East Thurlow Island is an island in British Columbia, Canada. It is part of the Discovery Islands, an archipelago between Vancouver Island and the mainland, whose waters connect the Strait of Georgia with Johnstone Strait and Queen Charlotte Strait. East Thurlow Island is located north of Vancouver Island, south of the mainland, northwest of Sonora Island, and east of West Thurlow Island.  East Thurlow Island is located within Electoral Area C of the Strathcona Regional District.

East Thurlow Island is separated from the mainland by Cordero Channel, from Vancouver Island by Johnstone Strait, and from Sonora Island by Nodales Channel. East and West Thurlow Islands are separated by Mayne Passage.
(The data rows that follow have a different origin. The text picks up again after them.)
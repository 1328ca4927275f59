//! Grapheme-addressed access to a string.
//!
//! Every index in this module counts extended grapheme clusters, the
//! characters a user actually sees. Byte offsets coming out of the pattern
//! engine are translated with [`wordcase_core::grapheme`] before they reach
//! the caller.
//!
//! # Needles
//!
//! [`index_of`] accepts anything implementing [`Needle`]:
//! - `&str` - matched literally; metacharacters are escaped first
//! - [`Matcher`] - a compiled pattern
//!
//! # Examples
//!
//! ```ignore
//! use wordcase_lib::search::{character_at, index_of, substring};
//! use wordcase_lib::GraphemeRange;
//!
//! assert_eq!(index_of("héllo", "llo"), Some(2));
//! assert_eq!(character_at("he\u{0301}llo", 1), Some("e\u{0301}"));
//! assert_eq!(substring("héllo", GraphemeRange { start: 1, end: 3 }).unwrap(), "él");
//! ```
//!
//! # Design Notes
//!
//! - **Out of bounds is an error**: [`substring`] never clamps. A range past
//!   the end is a caller bug and comes back as [`SearchError::OutOfBounds`].
//! - **No match is not an error**: lookups that find nothing return `None`.
//!   [`index_of`] skips occurrences that split a grapheme cluster and keeps
//!   looking; [`first_match_substring`] returns `None` for them.

use thiserror::Error;
use unicode_segmentation::UnicodeSegmentation;
use wordcase_core::grapheme::{
  GraphemeIndex,
  GraphemeMap,
  GraphemeRange,
  grapheme_len,
  is_grapheme_boundary,
};
use wordcase_stdx::pattern::{
  Matcher,
  PatternError,
};

pub type Result<T> = std::result::Result<T, SearchError>;

#[derive(Debug, Error)]
pub enum SearchError {
  #[error("range {start}..{end} is out of bounds for a text of {len} graphemes")]
  OutOfBounds {
    start: GraphemeIndex,
    end:   GraphemeIndex,
    len:   usize,
  },
  #[error("range {start}..{end} ends before it starts")]
  InvertedRange {
    start: GraphemeIndex,
    end:   GraphemeIndex,
  },
  #[error(transparent)]
  Pattern(#[from] PatternError),
}

/// Something [`index_of`] can look for.
pub trait Needle {
  /// Run `f` with the compiled form of the needle. `None` if it does not
  /// compile.
  fn with_matcher<R>(&self, f: impl FnOnce(&Matcher) -> R) -> Option<R>;
}

impl Needle for Matcher {
  fn with_matcher<R>(&self, f: impl FnOnce(&Matcher) -> R) -> Option<R> {
    Some(f(self))
  }
}

impl Needle for str {
  fn with_matcher<R>(&self, f: impl FnOnce(&Matcher) -> R) -> Option<R> {
    match Matcher::literal(self) {
      Ok(matcher) => Some(f(&matcher)),
      Err(err) => {
        tracing::warn!(%err, "failed to compile literal needle");
        None
      },
    }
  }
}

impl<N: Needle + ?Sized> Needle for &N {
  fn with_matcher<R>(&self, f: impl FnOnce(&Matcher) -> R) -> Option<R> {
    (**self).with_matcher(f)
  }
}

pub fn grapheme_count(text: &str) -> usize {
  grapheme_len(text)
}

/// The grapheme cluster at `index`, or `None` past the end.
pub fn character_at(text: &str, index: GraphemeIndex) -> Option<&str> {
  text.graphemes(true).nth(index)
}

/// The text covered by `range`.
///
/// # Errors
///
/// [`SearchError::InvertedRange`] if `range.start > range.end`,
/// [`SearchError::OutOfBounds`] if `range.end` is past the last grapheme.
pub fn substring(text: &str, range: GraphemeRange) -> Result<&str> {
  let GraphemeRange { start, end } = range;
  if start > end {
    return Err(SearchError::InvertedRange { start, end });
  }

  let map = GraphemeMap::new(text);
  map.slice(range).ok_or(SearchError::OutOfBounds {
    start,
    end,
    len: map.len(),
  })
}

/// The text of the first match of `matcher`, or `None` if that match starts
/// or ends inside a grapheme cluster.
pub fn first_match_substring<'a>(text: &'a str, matcher: &Matcher) -> Option<&'a str> {
  let found = matcher.first_match_range(text)?;
  if !is_grapheme_boundary(text, found.start) || !is_grapheme_boundary(text, found.end()) {
    return None;
  }
  text.get(found.as_range())
}

/// Compile `pattern` and return the text of its first match.
///
/// # Errors
///
/// [`SearchError::Pattern`] if `pattern` does not compile.
pub fn first_match_substring_of<'a>(text: &'a str, pattern: &str) -> Result<Option<&'a str>> {
  let matcher = Matcher::new(pattern)?;
  Ok(first_match_substring(text, &matcher))
}

/// Grapheme index of the first occurrence of `needle`.
pub fn index_of<N: Needle>(text: &str, needle: N) -> Option<GraphemeIndex> {
  index_of_from(text, needle, 0)
}

/// Grapheme index of the first occurrence of `needle` starting at or after
/// grapheme `from`.
///
/// Occurrences that start or end inside a grapheme cluster are skipped; the
/// search resumes at the next grapheme boundary.
pub fn index_of_from<N: Needle>(
  text: &str,
  needle: N,
  from: GraphemeIndex,
) -> Option<GraphemeIndex> {
  let map = GraphemeMap::new(text);
  if from > map.len() {
    return None;
  }

  needle
    .with_matcher(|matcher| {
      let mut offset = map.code_unit_offset(from);
      loop {
        let found = matcher.first_match_range_from(text, offset)?;
        if let Some(range) = map.to_grapheme_range(found) {
          return Some(range.start);
        }
        tracing::trace!(start = found.start, "skipping match inside a grapheme cluster");
        offset = map.next_boundary(found.start)?;
      }
    })
    .flatten()
}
The junction of Johnstone Strait and Discovery Passage lies just south of East Thurlow Island.

The island received its present name in 1792, after Edward Thurlow, 1st Baron Thurlow, Lord Chancellor of England. It was later discovered that Thurlow consists of two islands, and the narrow passage between them was given the name Blind Channel, perhaps because Captain Vancouver had missed it. We can forgive him this oversight, for many a mariner has since roared past and wondered later where the turn-off was. The channel was later renamed Mayne Passage, but the community which formed on the east end of West Thurlow Island was stuck with the name Blind Channel.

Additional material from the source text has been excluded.